A colloquio con lo psichiatra. Lo ascolto e mi perdo nelle mille sfumature della sua voce. E’ una voce ruvida, pastosa, piena. Una voce bellissima, rassicurante. Parla lentamente, isola le parole. Le parole sono limpide come vetri toccati dal sole. Non sono cattive, queste parole. E poi mi piace il suono che fanno. Sembrano monete che tintinnano le une contro le altre, corde di violino pizzicate, tamburi colpiti da mano sapienti.
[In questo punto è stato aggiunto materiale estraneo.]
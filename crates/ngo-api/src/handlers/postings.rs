//! Posting handlers
//!
//! The public gallery and its management by admins and organisers.
//! New postings arrive as a raw photo body with the title in the query.

use axum::{
    extract::{rejection::QueryRejection, Path, Query, State},
    Json,
};
use ngo_service::dto::{
    CreatePostingRequest, PostingListQuery, PostingResponse, UpdatePostingRequest,
};
use ngo_service::PostingService;

use crate::extractors::{AuthUser, JsonBody, PhotoBody};
use crate::response::{ApiError, ApiResult, Created, NoContent};
use crate::state::AppState;

/// Every posting
///
/// GET /postings
pub async fn gallery(State(state): State<AppState>) -> ApiResult<Json<Vec<PostingResponse>>> {
    let service = PostingService::new(state.service_context());
    let response = service.gallery().await?;
    Ok(Json(response))
}

/// Create a posting from an uploaded photo
///
/// POST /postings?title={title}&filename={file_name}
pub async fn create_posting(
    State(state): State<AppState>,
    auth: AuthUser,
    query: Result<Query<CreatePostingRequest>, QueryRejection>,
    PhotoBody(upload): PhotoBody,
) -> ApiResult<Created<Json<PostingResponse>>> {
    let Query(request) = query.map_err(|e| ApiError::invalid_query(e.body_text()))?;
    let service = PostingService::new(state.service_context());
    let response = service
        .create_posting(&auth.actor, request, Some(upload))
        .await?;
    Ok(Created(Json(response)))
}

/// Postings the caller manages
///
/// GET /postings/managed
pub async fn list_managed_postings(
    State(state): State<AppState>,
    auth: AuthUser,
    query: Result<Query<PostingListQuery>, QueryRejection>,
) -> ApiResult<Json<Vec<PostingResponse>>> {
    let Query(query) = query.map_err(|e| ApiError::invalid_query(e.body_text()))?;
    let service = PostingService::new(state.service_context());
    let response = service.list_managed_postings(&auth.actor, query).await?;
    Ok(Json(response))
}

/// GET /postings/{posting_id}
pub async fn get_posting(
    State(state): State<AppState>,
    Path(posting_id): Path<String>,
) -> ApiResult<Json<PostingResponse>> {
    let service = PostingService::new(state.service_context());
    let response = service.get_posting(&posting_id).await?;
    Ok(Json(response))
}

/// Rename a posting
///
/// PATCH /postings/{posting_id}
pub async fn update_posting(
    State(state): State<AppState>,
    auth: AuthUser,
    Path(posting_id): Path<String>,
    JsonBody(request): JsonBody<UpdatePostingRequest>,
) -> ApiResult<Json<PostingResponse>> {
    let service = PostingService::new(state.service_context());
    let response = service
        .update_posting(&auth.actor, &posting_id, request)
        .await?;
    Ok(Json(response))
}

/// DELETE /postings/{posting_id}
pub async fn delete_posting(
    State(state): State<AppState>,
    auth: AuthUser,
    Path(posting_id): Path<String>,
) -> ApiResult<NoContent> {
    let service = PostingService::new(state.service_context());
    service.delete_posting(&auth.actor, &posting_id).await?;
    Ok(NoContent)
}

/// Replace the posting photo
///
/// PUT /postings/{posting_id}/photo
pub async fn upload_posting_photo(
    State(state): State<AppState>,
    auth: AuthUser,
    Path(posting_id): Path<String>,
    PhotoBody(upload): PhotoBody,
) -> ApiResult<Json<PostingResponse>> {
    let service = PostingService::new(state.service_context());
    let response = service
        .set_posting_photo(&auth.actor, &posting_id, upload)
        .await?;
    Ok(Json(response))
}
//! Authorization policy
//!
//! Checks are explicit functions over an [`Actor`] and the resource, evaluated
//! per operation rather than folded into storage queries.

use crate::entities::{Event, Posting, Role};
use crate::error::DomainError;

/// The authenticated caller of an operation
#[derive(Debug, Clone, PartialEq, Eq)]
pub struct Actor {
    pub email: String,
    pub role: Role,
}

impl Actor {
    pub fn new(email: impl Into<String>, role: Role) -> Self {
        Self {
            email: email.into(),
            role,
        }
    }

    #[inline]
    pub fn is_admin(&self) -> bool {
        self.role == Role::Admin
    }
}

/// Admins manage everything, organisers what they created, members nothing
fn manages(actor: &Actor, created_by_actor: bool) -> bool {
    match actor.role {
        Role::Admin => true,
        Role::Organiser => created_by_actor,
        Role::Member => false,
    }
}

/// `actor.role == Admin || event.created_by == actor.email`, for event managers only
pub fn can_manage_event(actor: &Actor, event: &Event) -> bool {
    manages(actor, event.is_owned_by(&actor.email))
}

/// Same rule as [`can_manage_event`], applied to a gallery posting
pub fn can_manage_posting(actor: &Actor, posting: &Posting) -> bool {
    manages(actor, posting.is_owned_by(&actor.email))
}

/// Require the admin role
pub fn require_admin(actor: &Actor) -> Result<(), DomainError> {
    if actor.is_admin() {
        Ok(())
    } else {
        Err(DomainError::InsufficientRole(actor.role.to_string()))
    }
}

/// Require a role that runs events (admin or organiser)
pub fn require_event_manager(actor: &Actor) -> Result<(), DomainError> {
    if actor.role.manages_events() {
        Ok(())
    } else {
        Err(DomainError::InsufficientRole(actor.role.to_string()))
    }
}

/// Require permission to manage this particular event
pub fn require_event_access(actor: &Actor, event: &Event) -> Result<(), DomainError> {
    require_event_manager(actor)?;
    if can_manage_event(actor, event) {
        Ok(())
    } else {
        Err(DomainError::NotEventOwner)
    }
}

/// Require permission to edit or delete this posting
pub fn require_posting_access(actor: &Actor, posting: &Posting) -> Result<(), DomainError> {
    require_event_manager(actor)?;
    if can_manage_posting(actor, posting) {
        Ok(())
    } else {
        Err(DomainError::NotPostingOwner)
    }
}

#[cfg(test)]
mod tests {
    use super::*;
    use crate::entities::EventStatus;
    use crate::value_objects::{Identifier, IdentifierKind};
    use chrono::{NaiveDate, NaiveTime, Utc};

    fn event(owner: Option<&str>) -> Event {
        let day = NaiveDate::from_ymd_opt(2026, 5, 1).unwrap();
        Event {
            id: Identifier::first(IdentifierKind::Event),
            title: "Food drive".to_string(),
            description: String::new(),
            location: "KL".to_string(),
            start_date: day,
            end_date: day,
            start_time: NaiveTime::from_hms_opt(9, 0, 0).unwrap(),
            end_time: NaiveTime::from_hms_opt(12, 0, 0).unwrap(),
            photo_url: None,
            status: EventStatus::Upcoming,
            created_by: owner.map(str::to_string),
            created_at: Utc::now(),
        }
    }

    #[test]
    fn test_admin_manages_everything() {
        let admin = Actor::new("admin@ngo.my", Role::Admin);
        assert!(can_manage_event(&admin, &event(Some("org@ngo.my"))));
        assert!(can_manage_event(&admin, &event(None)));
        assert!(require_admin(&admin).is_ok());
    }

    #[test]
    fn test_organiser_only_own_events() {
        let org = Actor::new("org@ngo.my", Role::Organiser);
        assert!(require_event_access(&org, &event(Some("org@ngo.my"))).is_ok());
        assert!(matches!(
            require_event_access(&org, &event(Some("other@ngo.my"))),
            Err(DomainError::NotEventOwner)
        ));
        // Legacy events without a creator belong to admins only
        assert!(!can_manage_event(&org, &event(None)));
        assert!(require_admin(&org).is_err());
    }

    fn posting(owner: Option<&str>) -> Posting {
        Posting {
            id: Identifier::first(IdentifierKind::Posting),
            title: "Harvest day".to_string(),
            photo_url: "/uploads/postings/1.jpg".to_string(),
            created_by: owner.map(str::to_string),
            created_at: Utc::now(),
        }
    }

    #[test]
    fn test_posting_ownership() {
        let org = Actor::new("org@ngo.my", Role::Organiser);
        assert!(require_posting_access(&org, &posting(Some("org@ngo.my"))).is_ok());
        assert!(matches!(
            require_posting_access(&org, &posting(Some("other@ngo.my"))),
            Err(DomainError::NotPostingOwner)
        ));
        assert!(!can_manage_posting(&org, &posting(None)));

        let admin = Actor::new("admin@ngo.my", Role::Admin);
        assert!(require_posting_access(&admin, &posting(None)).is_ok());

        let member = Actor::new("org@ngo.my", Role::Member);
        assert!(matches!(
            require_posting_access(&member, &posting(Some("org@ngo.my"))),
            Err(DomainError::InsufficientRole(_))
        ));
    }

    #[test]
    fn test_member_manages_nothing() {
        let member = Actor::new("org@ngo.my", Role::Member);
        assert!(!can_manage_event(&member, &event(Some("org@ngo.my"))));
        assert!(matches!(
            require_event_access(&member, &event(Some("org@ngo.my"))),
            Err(DomainError::InsufficientRole(_))
        ));
    }
}
//! Password hashing and strength rules
//!
//! Uses Argon2id with a random salt per hash.

use argon2::{
    password_hash::{rand_core::OsRng, PasswordHash, PasswordHasher, PasswordVerifier, SaltString},
    Argon2,
};

use crate::error::AppError;

const MIN_PASSWORD_LEN: usize = 8;

/// Hash a password using Argon2id
///
/// # Errors
/// Returns an error if hashing fails
pub fn hash_password(password: &str) -> Result<String, AppError> {
    let salt = SaltString::generate(&mut OsRng);
    Argon2::default()
        .hash_password(password.as_bytes(), &salt)
        .map(|hash| hash.to_string())
        .map_err(|e| AppError::Internal(anyhow::anyhow!("Password hashing failed: {e}")))
}

/// Verify a password against a stored hash
///
/// # Errors
/// Returns an error if the stored hash is malformed
pub fn verify_password(password: &str, hash: &str) -> Result<bool, AppError> {
    let parsed = PasswordHash::new(hash)
        .map_err(|e| AppError::Internal(anyhow::anyhow!("Invalid password hash format: {e}")))?;
    Ok(Argon2::default()
        .verify_password(password.as_bytes(), &parsed)
        .is_ok())
}

/// Every strength rule the password breaks; empty when acceptable
pub fn password_problems(password: &str) -> Vec<&'static str> {
    let mut problems = Vec::new();
    if password.chars().count() < MIN_PASSWORD_LEN {
        problems.push("Password must be at least 8 characters long");
    }
    if !password.chars().any(char::is_uppercase) {
        problems.push("Password must contain at least one uppercase letter");
    }
    if !password.chars().any(char::is_lowercase) {
        problems.push("Password must contain at least one lowercase letter");
    }
    if !password.chars().any(|c| c.is_ascii_digit()) {
        problems.push("Password must contain at least one digit");
    }
    problems
}

#[cfg(test)]
mod tests {
    use super::*;

    #[test]
    fn test_hash_and_verify() {
        let hash = hash_password("Volunteer123").unwrap();
        assert!(hash.starts_with("$argon2"));
        assert!(verify_password("Volunteer123", &hash).unwrap());
        assert!(!verify_password("volunteer123", &hash).unwrap());
        assert_ne!(hash, hash_password("Volunteer123").unwrap());
    }

    #[test]
    fn test_malformed_hash() {
        assert!(verify_password("x", "not-a-hash").is_err());
    }

    #[test]
    fn test_password_problems() {
        assert!(password_problems("Abcdefg1").is_empty());
        assert_eq!(password_problems("short").len(), 3);
        assert_eq!(
            password_problems("alllowercase"),
            vec![
                "Password must contain at least one uppercase letter",
                "Password must contain at least one digit"
            ]
        );
    }
}
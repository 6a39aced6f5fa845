//! Feedback entity - a volunteer's rating of a concluded event

use chrono::NaiveDateTime;

use crate::value_objects::Identifier;

pub const MIN_RATING: i16 = 1;
pub const MAX_RATING: i16 = 5;
pub const MAX_COMMENT_LEN: u64 = 1000;

/// Feedback entity
#[derive(Debug, Clone, PartialEq, Eq)]
pub struct Feedback {
    pub id: Identifier,
    pub event_id: Identifier,
    /// `None` for anonymous feedback
    pub volunteer_id: Option<Identifier>,
    pub rating: i16,
    pub comment: String,
    pub submitted_at: NaiveDateTime,
}

impl Feedback {
    #[inline]
    pub fn is_anonymous(&self) -> bool {
        self.volunteer_id.is_none()
    }
}

/// Data for new feedback.
///
/// `submitter` is always the eligible volunteer and is kept by storage as the
/// deduplication key even when `anonymous` hides it from readers.
#[derive(Debug, Clone, PartialEq, Eq)]
pub struct NewFeedback {
    pub event_id: Identifier,
    pub submitter: Identifier,
    pub anonymous: bool,
    pub rating: i16,
    pub comment: String,
    pub submitted_at: NaiveDateTime,
}

impl NewFeedback {
    /// Volunteer reference visible on the stored record
    pub fn visible_volunteer(&self) -> Option<Identifier> {
        (!self.anonymous).then(|| self.submitter.clone())
    }
}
Smetto di sentire cosa dice, non ha importanza. Non ho mai sentito una voce così.
Chissà se quest’uomo ha dei figli, una moglie, un’amante. Chissà se anche a loro, nell’intimità, parla in questo modo. Vorrei chiederglielo, ma mentre sto per farlo il desiderio di sapere scompare. Succede sempre così con le cose che mi riguardano. M’importano e poi di colpo non m’importa più niente.
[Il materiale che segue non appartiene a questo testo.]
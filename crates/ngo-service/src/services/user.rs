//! User service
//!
//! Read access to accounts, and profile updates by their owners.

use ngo_core::{
    normalize_email, require_admin, Actor, DomainError, PhotoUpload, User, UserProfile,
};
use tracing::{info, instrument, warn};
use validator::{Validate, ValidationError, ValidationErrors};

use crate::dto::{UpdateProfileRequest, UserResponse};

use super::common::{absorb, into_result};
use super::context::ServiceContext;
use super::error::ServiceResult;

/// Folder member photos are stored under
pub const USER_PHOTO_FOLDER: &str = "members";

/// User service
pub struct UserService<'a> {
    ctx: &'a ServiceContext,
}

impl<'a> UserService<'a> {
    /// Create a new UserService
    pub fn new(ctx: &'a ServiceContext) -> Self {
        Self { ctx }
    }

    /// Get an account; callers see their own, admins see any
    #[instrument(skip(self), fields(actor = %actor.email))]
    pub async fn get_user(&self, actor: &Actor, email: &str) -> ServiceResult<UserResponse> {
        let email = normalize_email(email);
        if email != actor.email {
            require_admin(actor)?;
        }

        let user = self.load_user(&email).await?;
        Ok(UserResponse::from(&user))
    }

    /// List every account (admin only)
    #[instrument(skip(self), fields(actor = %actor.email))]
    pub async fn list_users(&self, actor: &Actor) -> ServiceResult<Vec<UserResponse>> {
        require_admin(actor)?;
        let users = self.ctx.user_repo().list().await?;
        Ok(users.iter().map(UserResponse::from).collect())
    }

    /// Update the caller's own name and, for members, their photo
    ///
    /// A new photo replaces the stored one, which is then deleted.
    #[instrument(skip(self, request, photo), fields(actor = %actor.email))]
    pub async fn update_profile(
        &self,
        actor: &Actor,
        request: UpdateProfileRequest,
        photo: Option<PhotoUpload>,
    ) -> ServiceResult<UserResponse> {
        let mut user = self.load_user(&actor.email).await?;

        let mut errors = request.validate().err().unwrap_or_else(ValidationErrors::new);
        if let Some(upload) = &photo {
            if !matches!(user.profile, UserProfile::Member { .. }) {
                errors.add(
                    "photo",
                    ValidationError::new("photo_role")
                        .with_message("Only members have a profile photo.".into()),
                );
            } else if let Err(photo_errors) = upload.check(self.ctx.settings().max_photo_bytes) {
                absorb(&mut errors, &photo_errors, &["photo"]);
            }
        }
        into_result(errors)?;

        if let Some(name) = request.name.as_deref() {
            user.name = name.trim().to_string();
        }

        let (new_url, previous) = match (&photo, &mut user.profile) {
            (Some(upload), UserProfile::Member { photo_url }) => {
                let url = self.ctx.photo_store().save(upload, USER_PHOTO_FOLDER).await?;
                (Some(url.clone()), photo_url.replace(url))
            }
            _ => (None, None),
        };

        if let Err(err) = self.ctx.user_repo().update(&user).await {
            if let Some(url) = &new_url {
                self.discard_photo(url).await;
            }
            return Err(err.into());
        }
        if let Some(old) = &previous {
            self.discard_photo(old).await;
        }

        info!(photo_replaced = new_url.is_some(), "Profile updated");
        Ok(UserResponse::from(&user))
    }

    async fn load_user(&self, email: &str) -> ServiceResult<User> {
        let user = self
            .ctx
            .user_repo()
            .find_by_email(email)
            .await?
            .ok_or_else(|| DomainError::UserNotFound(email.to_string()))?;
        Ok(user)
    }

    async fn discard_photo(&self, url: &str) {
        if let Err(err) = self.ctx.photo_store().delete(url, USER_PHOTO_FOLDER).await {
            warn!(url = %url, error = %err, "Failed to delete member photo");
        }
    }
}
Lui s’interrompe. Mi fissa. Aspetta che sia io a parlare. Ci provo ma la mia bocca si apre sul vuoto. I pensieri, come sempre, spingono tutti insieme e si confondono, s’inglobano uno dentro l’altro e poi esplodono.
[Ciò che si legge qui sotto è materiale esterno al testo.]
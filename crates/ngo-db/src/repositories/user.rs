//! PostgreSQL implementation of UserRepository

use std::collections::HashMap;

use async_trait::async_trait;
use sqlx::PgPool;
use tracing::instrument;

use ngo_core::{DomainError, RepoResult, Role, User, UserRepository};

use crate::mappers::profile_columns;
use crate::models::{RoleCountModel, UserModel};

use super::error::{map_db_error, map_unique_violation};

const USER_COLUMNS: &str =
    "email, name, role, photo_url, org_name, org_address, org_phone, joined_at";

/// PostgreSQL implementation of UserRepository
#[derive(Clone)]
pub struct PgUserRepository {
    pool: PgPool,
}

impl PgUserRepository {
    /// Create a new PgUserRepository
    pub fn new(pool: PgPool) -> Self {
        Self { pool }
    }
}

#[async_trait]
impl UserRepository for PgUserRepository {
    #[instrument(skip(self))]
    async fn find_by_email(&self, email: &str) -> RepoResult<Option<User>> {
        let result = sqlx::query_as::<_, UserModel>(&format!(
            "SELECT {USER_COLUMNS} FROM users WHERE email = $1"
        ))
        .bind(email)
        .fetch_optional(&self.pool)
        .await
        .map_err(map_db_error)?;

        result.map(User::try_from).transpose()
    }

    #[instrument(skip(self))]
    async fn email_exists(&self, email: &str) -> RepoResult<bool> {
        sqlx::query_scalar::<_, bool>("SELECT EXISTS(SELECT 1 FROM users WHERE email = $1)")
            .bind(email)
            .fetch_one(&self.pool)
            .await
            .map_err(map_db_error)
    }

    #[instrument(skip(self, user, password_hash), fields(email = %user.email))]
    async fn create(&self, user: &User, password_hash: &str) -> RepoResult<()> {
        let columns = profile_columns(&user.profile);

        sqlx::query(
            r#"
            INSERT INTO users (email, name, password_hash, role, photo_url,
                               org_name, org_address, org_phone, joined_at)
            VALUES ($1, $2, $3, $4, $5, $6, $7, $8, $9)
            "#,
        )
        .bind(&user.email)
        .bind(&user.name)
        .bind(password_hash)
        .bind(user.role().as_str())
        .bind(columns.photo_url)
        .bind(columns.org_name)
        .bind(columns.org_address)
        .bind(columns.org_phone)
        .bind(user.joined_at)
        .execute(&self.pool)
        .await
        .map_err(|e| map_unique_violation(e, || DomainError::EmailAlreadyExists))?;

        Ok(())
    }

    #[instrument(skip(self, user), fields(email = %user.email))]
    async fn update(&self, user: &User) -> RepoResult<()> {
        let columns = profile_columns(&user.profile);

        let result = sqlx::query(
            r#"
            UPDATE users
            SET name = $2, photo_url = $3, org_name = $4, org_address = $5, org_phone = $6
            WHERE email = $1 AND role = $7
            "#,
        )
        .bind(&user.email)
        .bind(&user.name)
        .bind(columns.photo_url)
        .bind(columns.org_name)
        .bind(columns.org_address)
        .bind(columns.org_phone)
        .bind(user.role().as_str())
        .execute(&self.pool)
        .await
        .map_err(map_db_error)?;

        if result.rows_affected() == 0 {
            return Err(DomainError::UserNotFound(user.email.clone()));
        }

        Ok(())
    }

    #[instrument(skip(self))]
    async fn get_password_hash(&self, email: &str) -> RepoResult<Option<String>> {
        sqlx::query_scalar::<_, String>("SELECT password_hash FROM users WHERE email = $1")
            .bind(email)
            .fetch_optional(&self.pool)
            .await
            .map_err(map_db_error)
    }

    #[instrument(skip(self))]
    async fn list(&self) -> RepoResult<Vec<User>> {
        let results = sqlx::query_as::<_, UserModel>(&format!(
            "SELECT {USER_COLUMNS} FROM users ORDER BY joined_at, email"
        ))
        .fetch_all(&self.pool)
        .await
        .map_err(map_db_error)?;

        results.into_iter().map(User::try_from).collect()
    }

    #[instrument(skip(self))]
    async fn count_by_role(&self) -> RepoResult<HashMap<Role, i64>> {
        let rows = sqlx::query_as::<_, RoleCountModel>(
            "SELECT role, COUNT(*)::BIGINT AS count FROM users GROUP BY role",
        )
        .fetch_all(&self.pool)
        .await
        .map_err(map_db_error)?;

        rows.into_iter()
            .map(|row| {
                let role = crate::mappers::parse_column::<Role>("role", &row.role)?;
                Ok((role, row.count))
            })
            .collect()
    }

    #[instrument(skip(self, emails), fields(count = emails.len()))]
    async fn display_names(&self, emails: &[String]) -> RepoResult<HashMap<String, String>> {
        if emails.is_empty() {
            return Ok(HashMap::new());
        }

        let rows = sqlx::query_as::<_, (String, String)>(
            "SELECT email, name FROM users WHERE email = ANY($1)",
        )
        .bind(emails)
        .fetch_all(&self.pool)
        .await
        .map_err(map_db_error)?;

        Ok(rows
            .into_iter()
            .map(|(email, name)| {
                let shown = if name.trim().is_empty() { email.clone() } else { name };
                (email, shown)
            })
            .collect())
    }
}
Passano quaranta minuti e nessuno dice niente.
Non mi freghi col gioco del silenzio, dottore. Il silenzio non mi fa paura. Ci sono abituata, al silenzio. Sono brava a questo gioco.
Il ragazzo dagli occhi grigi. Due pietre dure, ferme, scintillanti. E’ più grande di me. Forse ventisette, ventotto anni. Ha un volto squadrato, bello. Tracce di barba e un naso perfetto, da statua greca. E’ alto, il corpo definito. Ha uno strano taglio di capelli, però, ciocche cortissime che spuntano da tutte le parti come se i capelli se li fosse tagliati da solo senza nemmeno uno specchio davanti.
Saluta gli infermieri e i medici. Sa tutti i nomi.
E’ già stato qui, allora.
Il tempo mi gira attorno come una coperta di seta, mi si adatta al corpo come una pelle trasparente. Le ore si allargano una dentro l’altra senza scossoni. Sono olio tiepido che mi cola addosso. Niente accelerazioni improvvise e niente frenate brusche.
Anche le cose hanno smesso di essere feroci, qui.